:: Data for processing
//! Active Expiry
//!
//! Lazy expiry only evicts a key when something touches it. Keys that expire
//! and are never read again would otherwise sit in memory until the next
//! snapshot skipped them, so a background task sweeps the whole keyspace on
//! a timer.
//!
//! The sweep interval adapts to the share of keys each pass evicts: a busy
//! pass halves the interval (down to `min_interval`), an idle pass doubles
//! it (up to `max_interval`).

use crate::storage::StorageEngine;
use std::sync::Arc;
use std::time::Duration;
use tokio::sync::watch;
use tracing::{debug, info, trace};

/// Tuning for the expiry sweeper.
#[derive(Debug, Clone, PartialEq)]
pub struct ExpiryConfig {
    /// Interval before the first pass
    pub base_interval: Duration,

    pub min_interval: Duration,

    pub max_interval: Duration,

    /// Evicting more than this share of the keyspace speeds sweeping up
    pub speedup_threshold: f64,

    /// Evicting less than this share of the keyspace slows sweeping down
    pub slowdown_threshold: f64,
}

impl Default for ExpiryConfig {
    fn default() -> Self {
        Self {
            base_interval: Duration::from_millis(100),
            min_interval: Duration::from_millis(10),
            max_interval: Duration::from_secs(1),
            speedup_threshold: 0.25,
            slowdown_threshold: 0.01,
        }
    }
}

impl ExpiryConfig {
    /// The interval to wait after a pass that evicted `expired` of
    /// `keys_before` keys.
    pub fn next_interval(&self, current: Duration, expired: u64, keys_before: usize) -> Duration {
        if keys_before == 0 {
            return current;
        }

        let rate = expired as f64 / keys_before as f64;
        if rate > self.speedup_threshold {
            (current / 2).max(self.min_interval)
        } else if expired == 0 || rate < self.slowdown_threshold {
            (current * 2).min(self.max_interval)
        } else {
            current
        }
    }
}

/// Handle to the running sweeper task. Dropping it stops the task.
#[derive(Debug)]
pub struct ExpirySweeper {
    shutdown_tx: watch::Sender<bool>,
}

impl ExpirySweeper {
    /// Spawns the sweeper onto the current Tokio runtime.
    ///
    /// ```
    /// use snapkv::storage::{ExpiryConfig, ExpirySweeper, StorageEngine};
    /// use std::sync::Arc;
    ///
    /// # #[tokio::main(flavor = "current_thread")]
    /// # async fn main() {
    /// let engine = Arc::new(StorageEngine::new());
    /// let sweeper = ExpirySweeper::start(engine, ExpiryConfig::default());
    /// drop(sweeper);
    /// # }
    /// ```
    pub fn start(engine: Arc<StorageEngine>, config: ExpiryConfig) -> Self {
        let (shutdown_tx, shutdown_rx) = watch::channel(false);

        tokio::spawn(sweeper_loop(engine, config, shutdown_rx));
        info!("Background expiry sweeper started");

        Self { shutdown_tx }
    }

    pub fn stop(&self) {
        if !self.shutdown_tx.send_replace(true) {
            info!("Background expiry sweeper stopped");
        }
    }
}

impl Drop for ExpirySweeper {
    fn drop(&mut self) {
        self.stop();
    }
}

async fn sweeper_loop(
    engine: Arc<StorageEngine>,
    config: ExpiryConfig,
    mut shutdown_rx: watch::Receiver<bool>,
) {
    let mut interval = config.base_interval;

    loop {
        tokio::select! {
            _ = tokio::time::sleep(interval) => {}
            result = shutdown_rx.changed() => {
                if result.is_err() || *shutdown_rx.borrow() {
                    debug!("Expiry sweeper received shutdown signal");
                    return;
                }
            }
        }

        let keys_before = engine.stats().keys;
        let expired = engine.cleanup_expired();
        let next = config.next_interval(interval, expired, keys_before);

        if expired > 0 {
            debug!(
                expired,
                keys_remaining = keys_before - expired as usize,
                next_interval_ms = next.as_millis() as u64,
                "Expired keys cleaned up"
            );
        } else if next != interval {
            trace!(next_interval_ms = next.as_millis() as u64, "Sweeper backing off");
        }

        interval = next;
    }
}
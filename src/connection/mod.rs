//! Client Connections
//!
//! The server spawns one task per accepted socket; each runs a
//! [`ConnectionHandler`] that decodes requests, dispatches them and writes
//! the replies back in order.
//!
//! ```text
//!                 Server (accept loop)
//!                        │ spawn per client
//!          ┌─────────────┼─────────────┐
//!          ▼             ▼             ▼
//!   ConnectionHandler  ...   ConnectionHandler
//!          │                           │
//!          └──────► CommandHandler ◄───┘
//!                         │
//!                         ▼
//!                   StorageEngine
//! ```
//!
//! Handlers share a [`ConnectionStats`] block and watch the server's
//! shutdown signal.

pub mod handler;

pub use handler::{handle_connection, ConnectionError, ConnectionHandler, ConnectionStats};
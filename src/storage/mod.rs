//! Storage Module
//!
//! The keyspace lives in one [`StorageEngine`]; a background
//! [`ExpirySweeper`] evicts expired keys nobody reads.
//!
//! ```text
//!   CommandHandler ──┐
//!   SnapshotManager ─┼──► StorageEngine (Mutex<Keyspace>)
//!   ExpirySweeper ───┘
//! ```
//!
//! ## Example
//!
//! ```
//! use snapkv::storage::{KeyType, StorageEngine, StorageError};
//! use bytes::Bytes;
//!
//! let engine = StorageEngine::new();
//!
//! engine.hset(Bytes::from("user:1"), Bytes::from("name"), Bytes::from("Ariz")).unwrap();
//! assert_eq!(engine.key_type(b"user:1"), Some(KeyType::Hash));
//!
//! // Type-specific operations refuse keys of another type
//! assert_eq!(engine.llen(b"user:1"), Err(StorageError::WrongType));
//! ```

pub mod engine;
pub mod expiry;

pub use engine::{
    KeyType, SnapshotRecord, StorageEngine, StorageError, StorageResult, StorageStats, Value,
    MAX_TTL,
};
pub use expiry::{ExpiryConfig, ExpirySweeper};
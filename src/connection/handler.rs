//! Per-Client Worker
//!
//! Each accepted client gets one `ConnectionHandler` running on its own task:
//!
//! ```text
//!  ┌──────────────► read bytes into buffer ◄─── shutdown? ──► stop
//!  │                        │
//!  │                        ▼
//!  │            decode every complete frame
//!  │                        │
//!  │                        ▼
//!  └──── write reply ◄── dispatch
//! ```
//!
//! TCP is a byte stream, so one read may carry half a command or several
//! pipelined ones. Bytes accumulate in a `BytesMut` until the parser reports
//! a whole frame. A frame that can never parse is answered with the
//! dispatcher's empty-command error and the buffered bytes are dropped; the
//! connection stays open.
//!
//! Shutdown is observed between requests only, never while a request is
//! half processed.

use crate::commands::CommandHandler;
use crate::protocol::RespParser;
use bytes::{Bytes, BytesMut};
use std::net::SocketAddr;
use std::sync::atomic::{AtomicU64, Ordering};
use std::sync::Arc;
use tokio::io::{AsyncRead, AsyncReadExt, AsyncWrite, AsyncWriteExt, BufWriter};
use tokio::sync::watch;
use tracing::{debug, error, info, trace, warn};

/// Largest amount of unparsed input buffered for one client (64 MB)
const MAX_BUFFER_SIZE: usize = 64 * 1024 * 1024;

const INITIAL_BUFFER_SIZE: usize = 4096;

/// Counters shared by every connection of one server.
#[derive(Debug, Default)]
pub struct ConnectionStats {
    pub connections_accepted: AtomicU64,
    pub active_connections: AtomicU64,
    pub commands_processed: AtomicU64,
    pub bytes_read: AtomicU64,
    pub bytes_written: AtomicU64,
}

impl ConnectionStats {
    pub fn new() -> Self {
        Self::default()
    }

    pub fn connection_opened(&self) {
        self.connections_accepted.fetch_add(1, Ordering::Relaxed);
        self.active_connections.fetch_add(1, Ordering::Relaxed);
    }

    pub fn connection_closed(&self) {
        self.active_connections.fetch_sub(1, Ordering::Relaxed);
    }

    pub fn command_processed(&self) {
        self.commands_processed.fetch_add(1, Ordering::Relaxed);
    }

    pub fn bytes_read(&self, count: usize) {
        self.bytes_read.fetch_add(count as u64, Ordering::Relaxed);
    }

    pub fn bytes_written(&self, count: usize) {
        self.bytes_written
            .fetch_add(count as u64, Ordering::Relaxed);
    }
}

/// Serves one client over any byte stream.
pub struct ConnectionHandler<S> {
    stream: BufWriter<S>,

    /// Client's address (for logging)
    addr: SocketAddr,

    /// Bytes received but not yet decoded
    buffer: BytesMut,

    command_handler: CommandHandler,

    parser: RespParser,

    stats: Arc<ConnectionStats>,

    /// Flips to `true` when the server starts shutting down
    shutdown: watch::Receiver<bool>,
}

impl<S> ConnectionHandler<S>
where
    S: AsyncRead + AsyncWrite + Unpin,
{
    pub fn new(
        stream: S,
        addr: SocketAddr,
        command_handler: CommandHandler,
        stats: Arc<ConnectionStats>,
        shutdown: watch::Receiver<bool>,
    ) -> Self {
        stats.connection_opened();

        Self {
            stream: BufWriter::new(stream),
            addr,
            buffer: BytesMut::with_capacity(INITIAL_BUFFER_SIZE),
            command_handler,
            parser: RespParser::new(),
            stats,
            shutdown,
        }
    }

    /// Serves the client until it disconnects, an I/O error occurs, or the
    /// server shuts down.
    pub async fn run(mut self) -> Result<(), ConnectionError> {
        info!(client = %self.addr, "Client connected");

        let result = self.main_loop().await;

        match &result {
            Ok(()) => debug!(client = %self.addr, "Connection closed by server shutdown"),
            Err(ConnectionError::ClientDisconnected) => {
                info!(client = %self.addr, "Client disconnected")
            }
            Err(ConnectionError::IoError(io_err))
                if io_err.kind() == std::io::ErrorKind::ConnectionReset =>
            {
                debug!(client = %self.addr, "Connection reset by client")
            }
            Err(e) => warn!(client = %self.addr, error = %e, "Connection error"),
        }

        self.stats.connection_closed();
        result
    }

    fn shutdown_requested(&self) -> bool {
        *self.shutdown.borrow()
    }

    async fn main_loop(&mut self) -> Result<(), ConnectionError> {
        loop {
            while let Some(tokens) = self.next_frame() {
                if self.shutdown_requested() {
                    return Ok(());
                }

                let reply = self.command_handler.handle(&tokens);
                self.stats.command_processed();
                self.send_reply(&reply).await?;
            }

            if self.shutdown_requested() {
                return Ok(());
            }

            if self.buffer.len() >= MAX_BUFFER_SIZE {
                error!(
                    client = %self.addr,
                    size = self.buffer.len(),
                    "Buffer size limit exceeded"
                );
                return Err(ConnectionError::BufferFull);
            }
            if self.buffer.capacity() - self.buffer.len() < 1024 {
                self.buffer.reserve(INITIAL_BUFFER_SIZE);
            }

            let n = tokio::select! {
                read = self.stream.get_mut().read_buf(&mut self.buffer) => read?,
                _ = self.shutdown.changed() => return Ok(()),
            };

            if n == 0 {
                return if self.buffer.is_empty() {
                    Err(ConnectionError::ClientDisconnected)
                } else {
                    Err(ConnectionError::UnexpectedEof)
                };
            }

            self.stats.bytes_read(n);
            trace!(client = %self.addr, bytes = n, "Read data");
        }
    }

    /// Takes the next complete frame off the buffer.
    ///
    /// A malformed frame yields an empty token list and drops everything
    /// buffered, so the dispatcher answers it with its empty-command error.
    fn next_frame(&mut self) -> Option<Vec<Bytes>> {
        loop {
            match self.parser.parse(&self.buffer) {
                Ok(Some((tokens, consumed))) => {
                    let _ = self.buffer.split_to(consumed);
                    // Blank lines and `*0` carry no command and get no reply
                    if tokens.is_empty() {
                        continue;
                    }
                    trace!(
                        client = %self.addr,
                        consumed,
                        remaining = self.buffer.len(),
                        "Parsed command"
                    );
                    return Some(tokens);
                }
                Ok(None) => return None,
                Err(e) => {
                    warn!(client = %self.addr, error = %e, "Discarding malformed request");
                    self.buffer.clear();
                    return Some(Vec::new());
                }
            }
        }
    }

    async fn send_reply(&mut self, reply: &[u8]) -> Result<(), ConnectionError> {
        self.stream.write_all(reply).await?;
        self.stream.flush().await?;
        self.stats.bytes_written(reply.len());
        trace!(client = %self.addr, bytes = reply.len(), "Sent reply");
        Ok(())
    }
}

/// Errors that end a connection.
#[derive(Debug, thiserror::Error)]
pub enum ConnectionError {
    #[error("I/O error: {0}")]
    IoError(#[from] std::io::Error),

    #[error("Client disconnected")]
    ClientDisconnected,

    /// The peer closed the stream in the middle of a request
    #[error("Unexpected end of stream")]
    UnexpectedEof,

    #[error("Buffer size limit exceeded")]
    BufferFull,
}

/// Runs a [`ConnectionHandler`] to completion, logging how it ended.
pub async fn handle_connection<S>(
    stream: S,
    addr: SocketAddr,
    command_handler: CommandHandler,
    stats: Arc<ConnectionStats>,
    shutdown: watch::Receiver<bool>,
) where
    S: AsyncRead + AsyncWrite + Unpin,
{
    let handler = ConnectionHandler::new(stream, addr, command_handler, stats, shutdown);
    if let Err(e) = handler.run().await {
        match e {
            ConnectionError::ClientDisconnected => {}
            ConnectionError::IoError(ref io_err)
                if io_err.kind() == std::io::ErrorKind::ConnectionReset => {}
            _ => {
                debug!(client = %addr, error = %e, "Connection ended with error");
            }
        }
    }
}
::::
§ Work instruction:
Only the lines from the beginning of the data above through the line containing "use std::time::Duration;" should be repeated, exactly as they appear.

§ Response to the exercise:
//! Active Expiry
//!
//! Lazy expiry only evicts a key when something touches it. Keys that expire
//! and are never read again would otherwise sit in memory until the next
//! snapshot skipped them, so a background task sweeps the whole keyspace on
//! a timer.
//!
//! The sweep interval adapts to the share of keys each pass evicts: a busy
//! pass halves the interval (down to `min_interval`), an idle pass doubles
//! it (up to `max_interval`).

use crate::storage::StorageEngine;
use std::sync::Arc;
use std::time::Duration;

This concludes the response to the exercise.